## TASK STATEMENT
Check each line of the listing for the word "identity" and report the ones that have it.

--

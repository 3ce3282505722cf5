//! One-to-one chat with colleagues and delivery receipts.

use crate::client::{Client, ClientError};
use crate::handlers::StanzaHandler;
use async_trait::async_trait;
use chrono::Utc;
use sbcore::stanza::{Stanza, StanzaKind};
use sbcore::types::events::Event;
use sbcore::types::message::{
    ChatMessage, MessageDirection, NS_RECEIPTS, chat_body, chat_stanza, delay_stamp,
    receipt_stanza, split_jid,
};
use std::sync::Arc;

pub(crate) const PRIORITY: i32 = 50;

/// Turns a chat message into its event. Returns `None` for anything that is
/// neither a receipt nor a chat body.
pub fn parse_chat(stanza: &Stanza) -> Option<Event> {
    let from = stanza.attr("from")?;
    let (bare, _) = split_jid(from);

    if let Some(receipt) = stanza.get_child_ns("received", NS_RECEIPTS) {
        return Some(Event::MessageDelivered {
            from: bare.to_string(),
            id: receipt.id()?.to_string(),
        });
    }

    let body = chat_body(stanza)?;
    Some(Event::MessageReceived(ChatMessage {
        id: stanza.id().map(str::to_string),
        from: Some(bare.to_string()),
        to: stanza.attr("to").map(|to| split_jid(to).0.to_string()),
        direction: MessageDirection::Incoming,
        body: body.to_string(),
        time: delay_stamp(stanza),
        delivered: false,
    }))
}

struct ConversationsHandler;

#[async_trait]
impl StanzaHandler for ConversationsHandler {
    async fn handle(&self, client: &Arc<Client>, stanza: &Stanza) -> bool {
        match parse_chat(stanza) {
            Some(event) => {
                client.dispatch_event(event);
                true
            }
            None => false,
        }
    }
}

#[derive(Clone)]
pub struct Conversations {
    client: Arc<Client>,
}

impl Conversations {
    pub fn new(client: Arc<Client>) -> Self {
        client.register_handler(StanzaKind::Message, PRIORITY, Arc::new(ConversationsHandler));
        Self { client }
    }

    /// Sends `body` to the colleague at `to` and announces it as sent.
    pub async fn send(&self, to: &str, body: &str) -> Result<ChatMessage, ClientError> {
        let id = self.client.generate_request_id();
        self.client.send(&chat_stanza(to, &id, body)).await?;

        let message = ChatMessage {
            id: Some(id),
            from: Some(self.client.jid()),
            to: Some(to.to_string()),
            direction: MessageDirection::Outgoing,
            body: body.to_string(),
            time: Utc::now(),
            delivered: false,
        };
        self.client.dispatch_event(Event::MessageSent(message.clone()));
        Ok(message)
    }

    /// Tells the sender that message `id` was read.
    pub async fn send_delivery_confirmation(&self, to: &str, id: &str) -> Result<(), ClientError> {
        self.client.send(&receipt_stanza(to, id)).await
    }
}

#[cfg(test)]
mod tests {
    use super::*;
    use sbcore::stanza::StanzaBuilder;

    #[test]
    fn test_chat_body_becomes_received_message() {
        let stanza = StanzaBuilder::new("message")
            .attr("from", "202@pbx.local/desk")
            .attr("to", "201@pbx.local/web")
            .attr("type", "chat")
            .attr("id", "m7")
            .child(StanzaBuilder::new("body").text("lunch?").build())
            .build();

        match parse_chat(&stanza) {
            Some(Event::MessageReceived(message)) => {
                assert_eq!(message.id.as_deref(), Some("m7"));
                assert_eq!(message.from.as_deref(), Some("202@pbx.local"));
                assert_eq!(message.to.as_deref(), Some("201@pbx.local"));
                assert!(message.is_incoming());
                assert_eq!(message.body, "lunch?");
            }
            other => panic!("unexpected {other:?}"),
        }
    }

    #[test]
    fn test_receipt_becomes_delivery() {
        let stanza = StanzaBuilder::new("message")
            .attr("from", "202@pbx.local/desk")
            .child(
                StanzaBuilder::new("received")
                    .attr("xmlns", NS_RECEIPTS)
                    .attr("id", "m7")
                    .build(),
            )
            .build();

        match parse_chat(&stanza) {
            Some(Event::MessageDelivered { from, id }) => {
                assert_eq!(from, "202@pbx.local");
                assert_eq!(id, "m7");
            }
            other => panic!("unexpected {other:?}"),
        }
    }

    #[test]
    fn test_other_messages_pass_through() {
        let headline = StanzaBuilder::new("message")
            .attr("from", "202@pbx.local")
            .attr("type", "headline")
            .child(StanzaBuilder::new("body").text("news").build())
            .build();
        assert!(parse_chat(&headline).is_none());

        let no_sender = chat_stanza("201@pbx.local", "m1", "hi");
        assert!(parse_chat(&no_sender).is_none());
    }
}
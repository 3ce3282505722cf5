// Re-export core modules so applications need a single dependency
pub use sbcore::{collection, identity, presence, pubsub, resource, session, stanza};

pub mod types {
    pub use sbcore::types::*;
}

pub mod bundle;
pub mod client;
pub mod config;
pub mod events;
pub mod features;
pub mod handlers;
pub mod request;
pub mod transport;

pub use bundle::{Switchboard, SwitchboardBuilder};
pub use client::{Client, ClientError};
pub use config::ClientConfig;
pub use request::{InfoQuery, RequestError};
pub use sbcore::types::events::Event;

--

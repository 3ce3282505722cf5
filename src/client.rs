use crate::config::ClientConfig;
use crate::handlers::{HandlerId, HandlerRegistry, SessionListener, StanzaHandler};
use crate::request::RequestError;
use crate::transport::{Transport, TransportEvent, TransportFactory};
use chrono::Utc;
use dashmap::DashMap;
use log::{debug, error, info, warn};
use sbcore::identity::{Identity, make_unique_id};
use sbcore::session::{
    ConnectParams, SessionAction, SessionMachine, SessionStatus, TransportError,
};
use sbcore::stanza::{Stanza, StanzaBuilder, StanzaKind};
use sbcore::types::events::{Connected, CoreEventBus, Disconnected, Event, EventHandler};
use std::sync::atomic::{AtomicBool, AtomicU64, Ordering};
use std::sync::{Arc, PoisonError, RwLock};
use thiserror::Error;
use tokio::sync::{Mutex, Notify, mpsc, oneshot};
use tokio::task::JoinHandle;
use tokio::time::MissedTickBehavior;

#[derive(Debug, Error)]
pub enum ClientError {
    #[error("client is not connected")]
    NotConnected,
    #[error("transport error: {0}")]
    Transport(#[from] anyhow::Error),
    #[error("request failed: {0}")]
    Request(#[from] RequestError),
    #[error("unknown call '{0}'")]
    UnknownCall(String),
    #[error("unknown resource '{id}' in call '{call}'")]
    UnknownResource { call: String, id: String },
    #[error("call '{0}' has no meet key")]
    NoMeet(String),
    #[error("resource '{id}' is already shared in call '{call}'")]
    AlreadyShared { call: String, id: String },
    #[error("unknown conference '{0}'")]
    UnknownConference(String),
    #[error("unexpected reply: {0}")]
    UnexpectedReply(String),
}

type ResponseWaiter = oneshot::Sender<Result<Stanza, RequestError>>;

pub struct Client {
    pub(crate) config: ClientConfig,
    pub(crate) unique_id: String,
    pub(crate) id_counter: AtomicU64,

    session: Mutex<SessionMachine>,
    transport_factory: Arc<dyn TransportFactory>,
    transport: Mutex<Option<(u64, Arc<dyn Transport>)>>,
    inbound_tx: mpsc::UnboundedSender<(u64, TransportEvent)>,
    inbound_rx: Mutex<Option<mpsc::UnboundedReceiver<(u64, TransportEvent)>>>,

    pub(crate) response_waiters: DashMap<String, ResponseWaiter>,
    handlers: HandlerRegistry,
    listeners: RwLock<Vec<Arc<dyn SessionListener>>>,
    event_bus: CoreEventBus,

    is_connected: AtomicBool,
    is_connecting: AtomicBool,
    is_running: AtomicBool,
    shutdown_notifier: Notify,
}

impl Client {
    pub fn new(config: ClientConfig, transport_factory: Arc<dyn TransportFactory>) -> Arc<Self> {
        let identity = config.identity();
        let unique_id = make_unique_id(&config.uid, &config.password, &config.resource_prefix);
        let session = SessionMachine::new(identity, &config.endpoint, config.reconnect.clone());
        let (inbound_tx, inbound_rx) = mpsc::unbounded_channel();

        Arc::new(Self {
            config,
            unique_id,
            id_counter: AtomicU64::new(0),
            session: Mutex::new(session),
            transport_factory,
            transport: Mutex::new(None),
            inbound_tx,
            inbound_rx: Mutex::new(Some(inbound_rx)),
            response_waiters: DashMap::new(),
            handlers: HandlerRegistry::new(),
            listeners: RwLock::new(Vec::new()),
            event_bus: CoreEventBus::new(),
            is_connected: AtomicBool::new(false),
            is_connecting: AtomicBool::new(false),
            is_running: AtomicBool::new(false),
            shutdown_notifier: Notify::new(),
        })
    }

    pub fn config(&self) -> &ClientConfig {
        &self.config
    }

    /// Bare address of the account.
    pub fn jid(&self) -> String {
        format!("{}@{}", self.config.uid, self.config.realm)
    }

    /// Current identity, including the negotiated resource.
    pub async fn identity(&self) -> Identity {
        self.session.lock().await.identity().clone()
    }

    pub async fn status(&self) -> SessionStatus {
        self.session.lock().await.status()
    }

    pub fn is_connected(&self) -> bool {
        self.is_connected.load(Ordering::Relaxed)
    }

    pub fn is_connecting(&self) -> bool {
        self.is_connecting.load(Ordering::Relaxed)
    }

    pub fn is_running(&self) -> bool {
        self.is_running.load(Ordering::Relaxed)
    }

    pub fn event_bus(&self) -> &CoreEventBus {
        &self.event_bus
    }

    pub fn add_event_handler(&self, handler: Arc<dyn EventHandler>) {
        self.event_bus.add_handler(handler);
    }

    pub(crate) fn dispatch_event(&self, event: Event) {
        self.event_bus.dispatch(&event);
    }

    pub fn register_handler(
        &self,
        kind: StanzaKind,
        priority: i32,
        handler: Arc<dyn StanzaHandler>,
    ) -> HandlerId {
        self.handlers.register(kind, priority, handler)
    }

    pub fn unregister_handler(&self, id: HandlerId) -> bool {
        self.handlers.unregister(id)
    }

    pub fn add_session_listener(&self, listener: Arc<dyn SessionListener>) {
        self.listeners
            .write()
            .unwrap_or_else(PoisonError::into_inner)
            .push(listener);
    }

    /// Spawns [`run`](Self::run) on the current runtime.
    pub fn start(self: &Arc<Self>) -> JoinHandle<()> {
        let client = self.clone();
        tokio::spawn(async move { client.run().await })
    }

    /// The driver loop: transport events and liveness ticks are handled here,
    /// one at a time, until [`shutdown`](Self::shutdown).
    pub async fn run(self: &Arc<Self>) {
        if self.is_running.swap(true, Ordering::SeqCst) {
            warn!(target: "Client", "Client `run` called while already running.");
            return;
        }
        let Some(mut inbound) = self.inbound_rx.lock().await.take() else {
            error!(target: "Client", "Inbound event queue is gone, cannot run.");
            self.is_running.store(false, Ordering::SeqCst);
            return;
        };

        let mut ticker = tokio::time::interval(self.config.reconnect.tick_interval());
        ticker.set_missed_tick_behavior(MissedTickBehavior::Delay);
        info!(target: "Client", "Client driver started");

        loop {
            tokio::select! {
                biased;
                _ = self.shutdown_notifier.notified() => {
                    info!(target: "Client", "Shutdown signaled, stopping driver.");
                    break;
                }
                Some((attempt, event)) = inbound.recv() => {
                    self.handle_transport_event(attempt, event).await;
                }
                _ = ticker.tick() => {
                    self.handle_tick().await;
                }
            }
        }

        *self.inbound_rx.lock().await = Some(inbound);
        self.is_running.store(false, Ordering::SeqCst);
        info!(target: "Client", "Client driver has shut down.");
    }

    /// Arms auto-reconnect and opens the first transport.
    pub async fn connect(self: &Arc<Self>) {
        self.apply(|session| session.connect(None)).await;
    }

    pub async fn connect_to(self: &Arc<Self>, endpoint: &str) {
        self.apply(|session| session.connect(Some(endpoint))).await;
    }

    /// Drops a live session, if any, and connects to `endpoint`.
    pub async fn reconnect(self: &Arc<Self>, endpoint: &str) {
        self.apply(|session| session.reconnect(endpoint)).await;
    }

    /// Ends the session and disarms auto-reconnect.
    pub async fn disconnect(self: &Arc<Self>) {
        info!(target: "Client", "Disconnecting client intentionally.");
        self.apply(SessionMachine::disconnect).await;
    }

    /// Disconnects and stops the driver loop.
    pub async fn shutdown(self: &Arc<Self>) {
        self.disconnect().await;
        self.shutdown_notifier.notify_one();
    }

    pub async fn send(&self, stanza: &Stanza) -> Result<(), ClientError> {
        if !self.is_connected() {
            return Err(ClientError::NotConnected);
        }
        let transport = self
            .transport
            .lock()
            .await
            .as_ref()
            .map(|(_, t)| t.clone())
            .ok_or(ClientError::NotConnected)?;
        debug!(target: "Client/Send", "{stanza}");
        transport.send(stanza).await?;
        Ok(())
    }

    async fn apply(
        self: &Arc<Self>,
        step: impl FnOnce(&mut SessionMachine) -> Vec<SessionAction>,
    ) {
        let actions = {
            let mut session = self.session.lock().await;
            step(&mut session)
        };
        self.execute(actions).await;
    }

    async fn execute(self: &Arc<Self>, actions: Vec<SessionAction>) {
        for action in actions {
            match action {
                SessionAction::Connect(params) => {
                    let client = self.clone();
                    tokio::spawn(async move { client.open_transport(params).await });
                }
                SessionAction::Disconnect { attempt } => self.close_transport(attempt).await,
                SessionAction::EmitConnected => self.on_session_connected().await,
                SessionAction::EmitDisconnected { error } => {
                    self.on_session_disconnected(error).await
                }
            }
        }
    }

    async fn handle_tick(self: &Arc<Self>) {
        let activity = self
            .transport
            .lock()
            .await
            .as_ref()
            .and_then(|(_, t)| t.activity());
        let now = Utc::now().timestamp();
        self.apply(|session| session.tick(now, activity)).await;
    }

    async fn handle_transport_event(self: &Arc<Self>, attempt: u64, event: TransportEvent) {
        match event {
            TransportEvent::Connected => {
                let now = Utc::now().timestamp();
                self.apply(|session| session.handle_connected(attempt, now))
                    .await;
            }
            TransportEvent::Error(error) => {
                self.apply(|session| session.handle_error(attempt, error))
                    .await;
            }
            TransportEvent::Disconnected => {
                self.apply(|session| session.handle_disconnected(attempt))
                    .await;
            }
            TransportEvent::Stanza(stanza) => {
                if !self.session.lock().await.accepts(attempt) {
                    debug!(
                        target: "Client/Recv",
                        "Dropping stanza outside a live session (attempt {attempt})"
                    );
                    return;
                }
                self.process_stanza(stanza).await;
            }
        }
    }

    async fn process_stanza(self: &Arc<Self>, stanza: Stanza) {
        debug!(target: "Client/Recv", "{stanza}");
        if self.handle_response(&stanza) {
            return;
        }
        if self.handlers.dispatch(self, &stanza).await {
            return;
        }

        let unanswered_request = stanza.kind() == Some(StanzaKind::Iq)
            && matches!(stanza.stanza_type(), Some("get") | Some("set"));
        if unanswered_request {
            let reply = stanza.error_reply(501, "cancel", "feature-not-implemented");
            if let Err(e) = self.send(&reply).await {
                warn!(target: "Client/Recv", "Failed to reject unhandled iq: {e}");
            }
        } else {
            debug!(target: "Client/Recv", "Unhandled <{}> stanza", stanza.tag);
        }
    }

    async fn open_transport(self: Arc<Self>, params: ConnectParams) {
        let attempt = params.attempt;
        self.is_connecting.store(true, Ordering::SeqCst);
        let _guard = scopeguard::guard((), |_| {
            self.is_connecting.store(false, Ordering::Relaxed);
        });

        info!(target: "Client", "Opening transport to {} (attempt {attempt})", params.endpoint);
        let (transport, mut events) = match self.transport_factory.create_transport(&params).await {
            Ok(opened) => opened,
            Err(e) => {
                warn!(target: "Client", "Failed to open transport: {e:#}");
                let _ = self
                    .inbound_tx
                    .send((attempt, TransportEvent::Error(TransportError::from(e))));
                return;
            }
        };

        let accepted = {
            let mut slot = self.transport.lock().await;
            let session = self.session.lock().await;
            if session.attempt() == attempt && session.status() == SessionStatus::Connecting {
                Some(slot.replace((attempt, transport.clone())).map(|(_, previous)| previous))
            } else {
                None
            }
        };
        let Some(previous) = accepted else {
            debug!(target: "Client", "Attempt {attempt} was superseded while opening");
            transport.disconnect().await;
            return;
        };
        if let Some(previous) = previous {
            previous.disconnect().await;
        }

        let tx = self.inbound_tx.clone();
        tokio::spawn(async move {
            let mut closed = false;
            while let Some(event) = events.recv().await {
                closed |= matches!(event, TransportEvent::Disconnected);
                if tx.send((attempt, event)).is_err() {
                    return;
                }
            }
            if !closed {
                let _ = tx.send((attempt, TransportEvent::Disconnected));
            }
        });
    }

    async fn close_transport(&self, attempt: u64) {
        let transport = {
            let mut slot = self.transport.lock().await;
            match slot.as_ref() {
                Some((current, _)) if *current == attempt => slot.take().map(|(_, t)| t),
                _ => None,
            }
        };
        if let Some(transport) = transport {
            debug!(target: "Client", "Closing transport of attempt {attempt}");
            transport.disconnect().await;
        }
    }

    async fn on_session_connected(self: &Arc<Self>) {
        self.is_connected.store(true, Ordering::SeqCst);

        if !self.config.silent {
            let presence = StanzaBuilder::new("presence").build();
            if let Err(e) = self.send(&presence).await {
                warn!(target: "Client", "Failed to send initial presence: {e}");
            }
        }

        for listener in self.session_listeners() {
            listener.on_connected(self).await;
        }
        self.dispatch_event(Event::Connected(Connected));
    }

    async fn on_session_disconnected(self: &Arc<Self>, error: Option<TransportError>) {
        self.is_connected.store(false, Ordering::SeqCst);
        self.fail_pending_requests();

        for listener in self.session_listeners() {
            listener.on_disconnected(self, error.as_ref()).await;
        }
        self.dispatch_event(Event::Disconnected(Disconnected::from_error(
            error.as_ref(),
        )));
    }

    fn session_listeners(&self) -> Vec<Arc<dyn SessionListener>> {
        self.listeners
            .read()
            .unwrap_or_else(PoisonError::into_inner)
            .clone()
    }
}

--

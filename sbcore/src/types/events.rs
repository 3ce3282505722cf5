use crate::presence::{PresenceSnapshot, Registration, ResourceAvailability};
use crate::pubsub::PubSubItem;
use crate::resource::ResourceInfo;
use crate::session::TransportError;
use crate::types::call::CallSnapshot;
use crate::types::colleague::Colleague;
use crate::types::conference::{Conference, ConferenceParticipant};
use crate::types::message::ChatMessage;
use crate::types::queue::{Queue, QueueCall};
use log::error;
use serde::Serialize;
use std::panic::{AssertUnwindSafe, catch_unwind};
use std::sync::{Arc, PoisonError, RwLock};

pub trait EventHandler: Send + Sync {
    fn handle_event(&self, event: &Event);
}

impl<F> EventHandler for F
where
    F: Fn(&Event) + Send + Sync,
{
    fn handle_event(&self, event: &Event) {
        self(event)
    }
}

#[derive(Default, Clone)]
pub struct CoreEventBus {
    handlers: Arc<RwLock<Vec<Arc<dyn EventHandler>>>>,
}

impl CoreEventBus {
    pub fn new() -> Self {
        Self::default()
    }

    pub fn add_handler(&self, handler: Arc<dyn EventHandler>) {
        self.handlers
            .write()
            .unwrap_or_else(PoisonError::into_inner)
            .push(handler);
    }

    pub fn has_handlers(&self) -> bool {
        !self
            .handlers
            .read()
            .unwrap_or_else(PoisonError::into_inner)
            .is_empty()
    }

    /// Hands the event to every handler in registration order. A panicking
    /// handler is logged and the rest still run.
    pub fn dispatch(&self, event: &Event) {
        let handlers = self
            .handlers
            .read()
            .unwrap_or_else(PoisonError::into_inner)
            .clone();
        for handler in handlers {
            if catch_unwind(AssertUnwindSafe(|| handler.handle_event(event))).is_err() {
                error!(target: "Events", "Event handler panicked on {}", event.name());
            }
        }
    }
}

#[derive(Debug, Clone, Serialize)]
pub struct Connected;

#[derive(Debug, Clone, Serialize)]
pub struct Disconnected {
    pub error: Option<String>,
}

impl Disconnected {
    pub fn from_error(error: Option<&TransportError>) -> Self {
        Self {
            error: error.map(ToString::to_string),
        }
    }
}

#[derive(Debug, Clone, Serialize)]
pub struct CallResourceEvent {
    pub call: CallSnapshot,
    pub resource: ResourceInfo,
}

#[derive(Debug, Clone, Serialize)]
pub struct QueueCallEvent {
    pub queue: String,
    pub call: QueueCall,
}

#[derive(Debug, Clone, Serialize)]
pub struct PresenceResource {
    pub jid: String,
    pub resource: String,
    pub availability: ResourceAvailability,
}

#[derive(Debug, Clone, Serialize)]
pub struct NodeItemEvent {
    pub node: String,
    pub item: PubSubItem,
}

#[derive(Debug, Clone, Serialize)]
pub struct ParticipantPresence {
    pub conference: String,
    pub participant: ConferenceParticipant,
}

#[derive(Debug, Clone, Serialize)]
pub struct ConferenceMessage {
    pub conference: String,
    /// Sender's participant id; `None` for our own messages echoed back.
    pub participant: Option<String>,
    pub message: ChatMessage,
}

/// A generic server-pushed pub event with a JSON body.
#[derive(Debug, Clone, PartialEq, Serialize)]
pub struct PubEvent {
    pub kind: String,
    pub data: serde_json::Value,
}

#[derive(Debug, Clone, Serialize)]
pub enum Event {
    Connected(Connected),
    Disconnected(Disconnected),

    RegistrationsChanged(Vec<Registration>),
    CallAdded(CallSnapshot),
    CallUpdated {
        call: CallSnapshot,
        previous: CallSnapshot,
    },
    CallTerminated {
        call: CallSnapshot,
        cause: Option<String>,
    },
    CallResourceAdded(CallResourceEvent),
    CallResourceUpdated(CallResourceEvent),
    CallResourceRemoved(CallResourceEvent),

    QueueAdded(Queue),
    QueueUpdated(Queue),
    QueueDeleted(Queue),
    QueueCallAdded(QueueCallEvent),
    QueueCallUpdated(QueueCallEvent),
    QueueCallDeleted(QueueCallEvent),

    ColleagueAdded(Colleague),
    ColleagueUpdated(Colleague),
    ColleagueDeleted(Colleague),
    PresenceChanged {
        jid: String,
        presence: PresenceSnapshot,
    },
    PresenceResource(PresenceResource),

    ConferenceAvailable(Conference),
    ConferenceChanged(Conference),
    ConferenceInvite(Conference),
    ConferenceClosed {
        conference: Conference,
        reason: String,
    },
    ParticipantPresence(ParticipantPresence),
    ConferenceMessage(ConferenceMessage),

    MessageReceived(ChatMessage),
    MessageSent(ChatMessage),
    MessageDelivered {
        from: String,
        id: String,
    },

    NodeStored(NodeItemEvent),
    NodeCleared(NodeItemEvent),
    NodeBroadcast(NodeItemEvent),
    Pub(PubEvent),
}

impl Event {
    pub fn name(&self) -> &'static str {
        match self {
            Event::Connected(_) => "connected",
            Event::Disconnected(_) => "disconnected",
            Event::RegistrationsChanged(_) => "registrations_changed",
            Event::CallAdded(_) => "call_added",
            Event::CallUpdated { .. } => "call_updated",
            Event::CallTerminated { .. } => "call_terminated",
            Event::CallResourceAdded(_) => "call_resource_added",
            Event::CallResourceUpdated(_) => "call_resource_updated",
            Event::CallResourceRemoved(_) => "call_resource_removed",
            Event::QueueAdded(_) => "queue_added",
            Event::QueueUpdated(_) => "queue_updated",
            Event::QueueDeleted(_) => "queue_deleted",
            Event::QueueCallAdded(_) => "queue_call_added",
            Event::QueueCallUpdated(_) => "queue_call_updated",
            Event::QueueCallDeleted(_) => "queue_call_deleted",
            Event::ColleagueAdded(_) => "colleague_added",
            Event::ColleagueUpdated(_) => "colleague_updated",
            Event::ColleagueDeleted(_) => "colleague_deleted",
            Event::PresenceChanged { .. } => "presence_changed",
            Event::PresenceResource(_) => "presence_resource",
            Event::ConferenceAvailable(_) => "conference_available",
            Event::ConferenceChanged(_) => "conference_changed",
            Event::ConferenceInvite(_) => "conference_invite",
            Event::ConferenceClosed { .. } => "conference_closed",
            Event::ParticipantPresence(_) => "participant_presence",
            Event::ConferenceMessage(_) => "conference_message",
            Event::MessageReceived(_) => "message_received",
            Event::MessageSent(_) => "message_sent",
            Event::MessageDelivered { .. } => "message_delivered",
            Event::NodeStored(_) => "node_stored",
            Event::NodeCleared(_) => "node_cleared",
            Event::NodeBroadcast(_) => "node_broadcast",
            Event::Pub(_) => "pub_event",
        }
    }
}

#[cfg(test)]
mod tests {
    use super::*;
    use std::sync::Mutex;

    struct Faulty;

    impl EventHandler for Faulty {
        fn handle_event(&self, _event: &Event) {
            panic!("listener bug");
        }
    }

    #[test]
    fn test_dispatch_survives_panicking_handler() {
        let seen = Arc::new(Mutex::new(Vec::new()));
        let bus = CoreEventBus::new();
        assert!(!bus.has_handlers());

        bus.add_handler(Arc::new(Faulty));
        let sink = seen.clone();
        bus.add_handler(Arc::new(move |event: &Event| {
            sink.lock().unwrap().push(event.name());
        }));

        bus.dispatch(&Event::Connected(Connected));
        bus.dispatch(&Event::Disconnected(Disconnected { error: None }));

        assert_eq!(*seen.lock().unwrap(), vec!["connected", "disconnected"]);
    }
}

--

## EXPECTED ANSWER
pub use sbcore::{collection, identity, presence, pubsub, resource, session, stanza};
use sbcore::identity::{Identity, make_unique_id};
        let identity = config.identity();
        let session = SessionMachine::new(identity, &config.endpoint, config.reconnect.clone());
    /// Current identity, including the negotiated resource.
    pub async fn identity(&self) -> Identity {
        self.session.lock().await.identity().clone()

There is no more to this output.